Hacia un modelo político cerrado

En efecto, hoy el mérito ya no está unido al carácter, a la valía intrínseca de la persona, sino a una serie de conocimientos especializados, estandarizados y reglados. Por eso, muchas veces el talento se pierde lastimosamente. Y gente valiosa se queda por el camino. Pero de eso se trata precisamente, de convertir el Estado, las administraciones y su creciente poder e influencia, en un circuito cerrado, separado de la sociedad misma. En los Estados Unidos se resisten. Pero diríase que Europa, en el mejor de los casos, aspira a converger en una especie de modelo chino, donde si bien se incentive el crecimiento económico, la política se mantenga fuera del alcance de las personas corrientes mediante un sistema de selección meritocrático ad hoc.

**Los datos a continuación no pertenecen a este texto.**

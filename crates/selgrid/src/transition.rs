#![forbid(unsafe_code)]

//! Transition controller.
//!
//! Every zoom or selection change animates from a snapshot of the current
//! zoom and pan towards a target, along a [`decelerate`] curve, over a
//! wall-clock [`Timeline`]. A single host animator drives it; requesting a
//! new transition while one is running restarts the timeline from wherever
//! the old one had got to and keeps the same animator.
//!
//! # State Machine
//!
//! ```text
//!            request                      t >= 1, no hop
//!   Idle ───────────────▶ Animating ─────────────────────▶ Idle
//!                            │                               ▲
//!                            │ t >= 1, exit-on-select,       │ t >= 1
//!                            │ not yet committed             │
//!                            ▼                               │
//!                       ClosingToFull ───────────────────────┘
//! ```
//!
//! Completion queues exactly one terminal event: `Selected` when the cycle
//! was a commit (or the exit-on-select hop), otherwise `Exit` when the cycle
//! was a cancel.

use std::time::{Duration, Instant};

use selgrid_core::animation::{Timeline, decelerate};
use selgrid_core::geometry::Point;
use selgrid_core::{debug, trace};

use crate::registry::SelectionFacets;
use crate::scene::Scene;
use crate::scheduler::{AnimatorId, FrameControl, Scheduler};
use crate::widget::{Selector, SelectorEvent, WidgetFlags};

/// Where the transition controller is.
#[derive(Debug, Clone, Copy, PartialEq, Eq, Default)]
pub enum TransitionPhase {
    /// No animator is live.
    #[default]
    Idle,
    /// Animating towards a zoom and pan target.
    Animating,
    /// Exit-on-select second hop: zooming back to full size after the
    /// selection settled.
    ClosingToFull,
}

/// Zoom and pan state, current and in flight.
#[derive(Debug, Clone, Copy)]
pub(crate) struct Motion {
    pub zoom: f64,
    pub zoom_from: f64,
    pub zoom_to: f64,
    /// Unclamped pan from the last layout pass.
    pub pan: Point,
    pub pan_from: Point,
    pub pan_to: Point,
    pub timeline: Timeline,
    /// Eased fraction of the current timeline.
    pub interp: f64,
    pub phase: TransitionPhase,
}

impl Motion {
    pub fn new(now: Instant) -> Self {
        Self {
            zoom: 1.0,
            zoom_from: 1.0,
            zoom_to: 1.0,
            pan: Point::ZERO,
            pan_from: Point::ZERO,
            pan_to: Point::ZERO,
            timeline: Timeline::new(now, Duration::ZERO).easing(decelerate),
            interp: 0.0,
            phase: TransitionPhase::Idle,
        }
    }

    /// Snapshot the current state as the start of a new timeline.
    fn restart(&mut self, now: Instant, duration: Duration) {
        self.pan_from = self.pan;
        self.zoom_from = self.zoom;
        self.timeline = Timeline::new(now, duration).easing(decelerate);
        self.interp = 0.0;
        if self.phase == TransitionPhase::Idle {
            self.phase = TransitionPhase::Animating;
        }
    }

    fn sample(&mut self, now: Instant) -> f64 {
        let t = self.timeline.progress(now);
        self.interp = self.timeline.value(now);
        self.zoom = self.zoom_from + (self.zoom_to - self.zoom_from) * self.interp;
        t
    }
}

impl<S: Scene, T: Scheduler> Selector<S, T> {
    /// Animate to `zoom` over the configured transition duration.
    ///
    /// The pan target is recomputed from the selection on every frame, so
    /// this also settles any pending pan.
    pub fn zoom_to(&mut self, zoom: f64) {
        self.motion.zoom_to = zoom;
        self.begin_transition(self.config.transition);
    }

    /// Start (or restart) a transition lasting `duration`.
    pub(crate) fn begin_transition(&mut self, duration: Duration) {
        let now = self.scheduler.now();
        self.motion.restart(now, duration);
        trace!(
            zoom_from = self.motion.zoom_from,
            zoom_to = self.motion.zoom_to,
            duration_ms = duration.as_millis() as u64,
            "transition started"
        );
        if !self.animator.is_armed() {
            let id = self.scheduler.start_animator();
            if let Some(stale) = self.animator.arm(id) {
                self.scheduler.cancel_animator(stale);
            }
        }
    }

    /// Frame callback. The host calls this once per refresh for the
    /// animator it was handed, until it returns [`FrameControl::Stop`].
    pub fn on_frame(&mut self, id: AnimatorId) -> FrameControl {
        if !self.animator.matches(id) {
            trace!(animator = id.0, "stale animator ignored");
            return FrameControl::Stop;
        }

        let now = self.scheduler.now();
        let t = self.motion.sample(now);
        self.relayout();
        if t < 1.0 {
            return FrameControl::Continue;
        }

        if self.flags.contains(WidgetFlags::EXIT_ON_SELECT)
            && !self.flags.contains(WidgetFlags::EXIT_NOW)
        {
            self.cancel_autozoom();
            self.flags.insert(WidgetFlags::EXIT_NOW);
            self.push_event(SelectorEvent::Ending);
            self.zoom_to(1.0);
            self.motion.phase = TransitionPhase::ClosingToFull;
            return FrameControl::Continue;
        }

        self.animator.take();
        self.motion.phase = TransitionPhase::Idle;
        debug!(zoom = self.motion.zoom, "transition complete");

        if self
            .flags
            .intersects(WidgetFlags::SELECT_ME | WidgetFlags::EXIT_NOW)
        {
            if let Some(entry) = self.entries.last_with(SelectionFacets::SELECTED) {
                self.push_event(SelectorEvent::Selected(entry));
            }
        } else if self.flags.contains(WidgetFlags::EXIT_ME) {
            self.push_event(SelectorEvent::Exit);
        }
        FrameControl::Stop
    }

    /// Current phase of the transition controller.
    #[must_use]
    pub fn phase(&self) -> TransitionPhase {
        self.motion.phase
    }

    /// Current zoom factor.
    #[must_use]
    pub fn zoom(&self) -> f64 {
        self.motion.zoom
    }

    /// Zoom factor the running transition is heading for.
    #[must_use]
    pub fn target_zoom(&self) -> f64 {
        self.motion.zoom_to
    }

    /// Eased progress of the current transition, in [0, 1].
    #[must_use]
    pub fn progress(&self) -> f64 {
        self.motion.interp
    }
}
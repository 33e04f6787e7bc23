#![forbid(unsafe_code)]

//! The selector widget.
//!
//! [`Selector`] owns the entries and the animation state and is driven by
//! its host through `&mut self` calls: input, geometry changes, frame and
//! timer callbacks. Each call runs to completion, so no input ever observes
//! a half-applied selection change.
//!
//! # Lifecycle
//!
//! 1. [`Selector::new`] with a [`Scene`] and a [`Scheduler`].
//! 2. [`Selector::add_entry`] once per entry, in grid order.
//! 3. [`Selector::set_geometry`], then [`Selector::start`].
//! 4. Feed input and callbacks; collect [`SelectorEvent`]s with
//!    [`Selector::drain_events`].
//! 5. Drop the selector once it reports `Selected` or `Exit`.

use std::time::Instant;

use bitflags::bitflags;
use selgrid_core::geometry::{Point, Rect, Size};
use selgrid_core::debug;

use crate::config::SelectorConfig;
use crate::error::SelectorError;
use crate::layout::GridDims;
use crate::registry::{Entry, EntryId, Registry, SelectionFacets};
use crate::scene::{Cue, Scene};
use crate::scheduler::{AnimatorId, ScheduleSlot, Scheduler, TimerId};
use crate::transition::Motion;

/// Notifications queued for the host.
#[derive(Debug, Clone, Copy, PartialEq, Eq)]
pub enum SelectorEvent {
    /// A tap landed outside every cell.
    Clicked,
    /// A commit or cancel started; the selector is zooming back to full size.
    Ending,
    /// The final transition completed on a committed entry.
    Selected(EntryId),
    /// The final transition completed after a cancel.
    Exit,
}

bitflags! {
    /// Widget-level mode bits.
    #[derive(Debug, Clone, Copy, PartialEq, Eq, Hash, Default)]
    pub struct WidgetFlags: u8 {
        /// A commit is in flight; completion reports `Selected`.
        const SELECT_ME       = 1 << 0;
        /// A cancel is in flight; completion reports `Exit`.
        const EXIT_ME         = 1 << 1;
        /// Select-and-close mode: pointer input is ignored and the first
        /// settled transition chains into a zoom back to full size.
        const EXIT_ON_SELECT  = 1 << 2;
        /// The exit-on-select hop has started.
        const EXIT_NOW        = 1 << 3;
        /// Selection cues are owed to the next laid-out pass.
        const PENDING_VISUALS = 1 << 4;
        /// The pan target was set directly by hovering rather than derived
        /// from the selection.
        const DIRECT_PAN      = 1 << 5;
    }
}

/// Animated selector grid.
///
/// `S` is the host scene graph and `T` the host scheduler.
pub struct Selector<S: Scene, T: Scheduler> {
    pub(crate) scene: S,
    pub(crate) scheduler: T,
    pub(crate) config: SelectorConfig,
    pub(crate) entries: Registry<S::Content, S::Background>,
    /// Viewport in canvas coordinates.
    pub(crate) viewport: Rect,
    /// Size recorded by the last geometry pass; zero until the host sizes us.
    pub(crate) laid_out: Size,
    pub(crate) motion: Motion,
    /// Clamped pan offset of the last layout pass.
    pub(crate) rendered_pan: Point,
    pub(crate) baseline_zoom: f64,
    pub(crate) flags: WidgetFlags,
    pub(crate) press: Option<Point>,
    pub(crate) last_command: Option<Instant>,
    pub(crate) animator: ScheduleSlot<AnimatorId>,
    pub(crate) autozoom_timer: ScheduleSlot<TimerId>,
    pub(crate) events: Vec<SelectorEvent>,
}

impl<S: Scene, T: Scheduler> Selector<S, T> {
    /// Create an empty selector.
    ///
    /// The configuration is used as given; see [`Selector::try_new`] to
    /// validate it first.
    pub fn new(scene: S, scheduler: T, config: SelectorConfig) -> Self {
        let now = scheduler.now();
        Self {
            scene,
            scheduler,
            config,
            entries: Registry::default(),
            viewport: Rect::default(),
            laid_out: Size::ZERO,
            motion: Motion::new(now),
            rendered_pan: Point::ZERO,
            baseline_zoom: 1.0,
            flags: WidgetFlags::empty(),
            press: None,
            last_command: None,
            animator: ScheduleSlot::new(),
            autozoom_timer: ScheduleSlot::new(),
            events: Vec::new(),
        }
    }

    /// Create an empty selector after validating `config`.
    pub fn try_new(scene: S, scheduler: T, config: SelectorConfig) -> Result<Self, SelectorError> {
        config.validate()?;
        Ok(Self::new(scene, scheduler, config))
    }

    /// Append an entry at the end of the grid.
    ///
    /// An entry added as `selected` becomes the selection, the pan origin
    /// and the entry `Escape` returns to. If an earlier entry was also
    /// added as selected it keeps only its original-selection mark.
    pub fn add_entry(
        &mut self,
        content: S::Content,
        selected: bool,
        bell: bool,
    ) -> Result<EntryId, SelectorError> {
        self.entries.reserve_one()?;

        if selected {
            self.demote_selection();
        }

        let background = self.scene.create_background(&content);
        self.scene.raise(&background);
        if selected {
            self.scene.emit_cue(&background, Cue::SelectedStart);
        }
        if bell {
            self.scene.emit_cue(&background, Cue::Bell);
            if !self.config.bell_rings {
                self.scene.emit_cue(&background, Cue::BellRing);
            }
        }
        self.motion.interp = 1.0;

        let metadata = self.scene.metadata(&content);
        if let Some(meta) = &metadata {
            let label = meta.title.as_deref().unwrap_or(&self.config.default_label);
            self.scene.set_label(&background, label);
        }

        let facets = if selected {
            SelectionFacets::SELECTED
                | SelectionFacets::SELECTED_BEFORE
                | SelectionFacets::SELECTED_ORIGINAL
        } else {
            SelectionFacets::empty()
        };
        let mut entry = Entry::new(content, background, facets);
        entry.metadata_attached = metadata.is_some();
        let id = self.entries.push(entry);
        debug!(entry = id.index(), selected, bell, "entry added");
        Ok(id)
    }

    /// Strip `SELECTED` and `SELECTED_BEFORE` from every entry, owing or
    /// emitting the `Unselected` cue.
    fn demote_selection(&mut self) {
        let visible = !self.laid_out.is_empty();
        for (_, entry) in self.entries.iter_mut() {
            if entry.is_selected() {
                if visible {
                    self.scene.emit_cue(&entry.background, Cue::Unselected);
                } else {
                    entry.facets.insert(SelectionFacets::WAS_SELECTED);
                    self.flags.insert(WidgetFlags::PENDING_VISUALS);
                }
            }
            entry
                .facets
                .remove(SelectionFacets::SELECTED | SelectionFacets::SELECTED_BEFORE);
        }
    }

    /// Lay out, reveal, and bring the selected entry to the top.
    pub fn start(&mut self) {
        self.relayout();
        self.scene.reveal();
        if let Some(id) = self.entries.selected()
            && let Ok(entry) = self.entries.get(id)
        {
            self.scene.raise(&entry.background);
        }
        debug!(entries = self.entries.len(), "selector started");
    }

    /// Move or resize the viewport. An unchanged rectangle is ignored.
    pub fn set_geometry(&mut self, rect: Rect) {
        if rect == self.viewport {
            return;
        }
        self.viewport = rect;
        self.laid_out = rect.size();
        self.relayout();
    }

    /// Zoom restored when rapid navigation pauses.
    pub fn set_baseline_zoom(&mut self, zoom: f64) {
        self.baseline_zoom = zoom;
    }

    /// Switch to select-and-close mode: once the current transition
    /// settles, the selector zooms back to full size on the selection and
    /// reports it. Pointer input is ignored from here on.
    pub fn request_exit_on_select(&mut self) {
        self.flags.insert(WidgetFlags::EXIT_ON_SELECT);
    }

    /// Set an entry's label text directly.
    pub fn set_entry_title(&mut self, entry: EntryId, title: &str) -> Result<(), SelectorError> {
        let slot = self.entries.get(entry)?;
        self.scene.set_label(&slot.background, title);
        Ok(())
    }

    /// Stop tracking an entry's metadata source. Visuals stay as they are.
    pub fn close_entry(&mut self, entry: EntryId) -> Result<(), SelectorError> {
        self.entries.get_mut(entry)?.metadata_attached = false;
        Ok(())
    }

    /// Look the entry's metadata source up again and relabel from it.
    pub fn refresh_entry_metadata(&mut self, entry: EntryId) -> Result<(), SelectorError> {
        let slot = self.entries.get_mut(entry)?;
        let metadata = slot
            .content
            .as_ref()
            .and_then(|content| self.scene.metadata(content));
        slot.metadata_attached = metadata.is_some();
        if let Some(meta) = metadata {
            let label = meta.title.as_deref().unwrap_or(&self.config.default_label);
            self.scene.set_label(&slot.background, label);
        }
        Ok(())
    }

    /// The host destroyed an entry's content. The cell stays in the grid
    /// with its background; only the content reference is dropped.
    pub fn content_deleted(&mut self, entry: EntryId) -> Result<(), SelectorError> {
        let slot = self.entries.get_mut(entry)?;
        slot.content = None;
        slot.metadata_attached = false;
        debug!(entry = entry.index(), "content deleted");
        Ok(())
    }

    /// Take every queued notification, oldest first.
    pub fn drain_events(&mut self) -> Vec<SelectorEvent> {
        std::mem::take(&mut self.events)
    }

    pub(crate) fn push_event(&mut self, event: SelectorEvent) {
        debug!(?event, "selector event");
        self.events.push(event);
    }

    // --- Accessors ---

    /// Configuration in use.
    #[must_use]
    pub fn config(&self) -> &SelectorConfig {
        &self.config
    }

    /// Host scene.
    #[must_use]
    pub fn scene(&self) -> &S {
        &self.scene
    }

    /// Host scene, mutably.
    pub fn scene_mut(&mut self) -> &mut S {
        &mut self.scene
    }

    /// Host scheduler.
    #[must_use]
    pub fn scheduler(&self) -> &T {
        &self.scheduler
    }

    /// Host scheduler, mutably.
    pub fn scheduler_mut(&mut self) -> &mut T {
        &mut self.scheduler
    }

    /// Number of entries.
    #[must_use]
    pub fn len(&self) -> usize {
        self.entries.len()
    }

    /// Whether no entry has been added.
    #[must_use]
    pub fn is_empty(&self) -> bool {
        self.entries.is_empty()
    }

    /// Grid dimensions for the current entry count.
    #[must_use]
    pub fn grid_dims(&self) -> GridDims {
        GridDims::for_count(self.entries.len())
    }

    /// Viewport rectangle.
    #[must_use]
    pub fn viewport(&self) -> Rect {
        self.viewport
    }

    /// Pan offset of the last layout pass, after clamping.
    #[must_use]
    pub fn pan(&self) -> Point {
        self.rendered_pan
    }

    /// Zoom restored after rapid navigation.
    #[must_use]
    pub fn baseline_zoom(&self) -> f64 {
        self.baseline_zoom
    }

    /// Widget mode bits.
    #[must_use]
    pub fn flags(&self) -> WidgetFlags {
        self.flags
    }

    /// Content of `entry`, if the host has not deleted it.
    pub fn content(&self, entry: EntryId) -> Result<Option<&S::Content>, SelectorError> {
        Ok(self.entries.get(entry)?.content.as_ref())
    }

    /// Background handle of `entry`.
    pub fn background(&self, entry: EntryId) -> Result<&S::Background, SelectorError> {
        Ok(&self.entries.get(entry)?.background)
    }

    /// Where `entry` was last placed.
    pub fn cell_rect(&self, entry: EntryId) -> Result<Rect, SelectorError> {
        Ok(self.entries.get(entry)?.cell)
    }

    /// Whether title lookups are live for `entry`.
    pub fn is_metadata_attached(&self, entry: EntryId) -> Result<bool, SelectorError> {
        Ok(self.entries.get(entry)?.metadata_attached)
    }

    /// Entry ids in grid order.
    pub fn entry_ids(&self) -> impl Iterator<Item = EntryId> + '_ {
        self.entries.iter().map(|(id, _)| id)
    }
}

Un modelo en el que se podrá emprender con relativa facilidad y, si hay suerte, enriquecerse para así pagar sustanciosos impuestos, pero en el que solo una élite certificada podrá acceder a la política… o beneficiarse de ella. Por eso, no solo los políticos están interesados en este statu quo, también lo están los influyentes medios de comunicación, muchos periodistas y creadores de opinión, académicos y grupos de presión de todo tipo y pelaje. Así, en estos tiempos de globalización y tribulaciones, la industria más pujante es la industria política, y cada vez son más los que aspiran a colocarse dentro o en sus alrededores.

Europa, en el mejor de los casos, aspira a converger en una especie de modelo chino, donde si bien se incentiva el crecimiento económico, la política se mantenga fuera del alcance de las personas corrientes

Es posible que Macron, joven y sobradamente preparado, pueda parchear un Estado tan ineficiente como el francés, cuyo peso en el PIB supera ya el 57%. Pero más allá de esto, todo parece indicar que Francia, y también Europa, seguirá avanzando hacia una sociedad en la que una minoría minúscula, pero muy bien acreditada, producirá obsesivamente una teoría arcana que se referenciará a sí misma. Un entorno dominado por una ciencia política cada vez más matemática y dogmática, donde las personas corrientes no entenderán las ideas que hay detrás de las instituciones. Y precisamente es esta creciente incomprensión y sensación de agravio lo que alimenta el populismo. Y seguirá haciéndolo hasta que un día, quienes se definen como liberales, descubran que el liberalismo es algo más que el Bitcoin. Hasta entonces, esperemos sentados… y crucemos los dedos.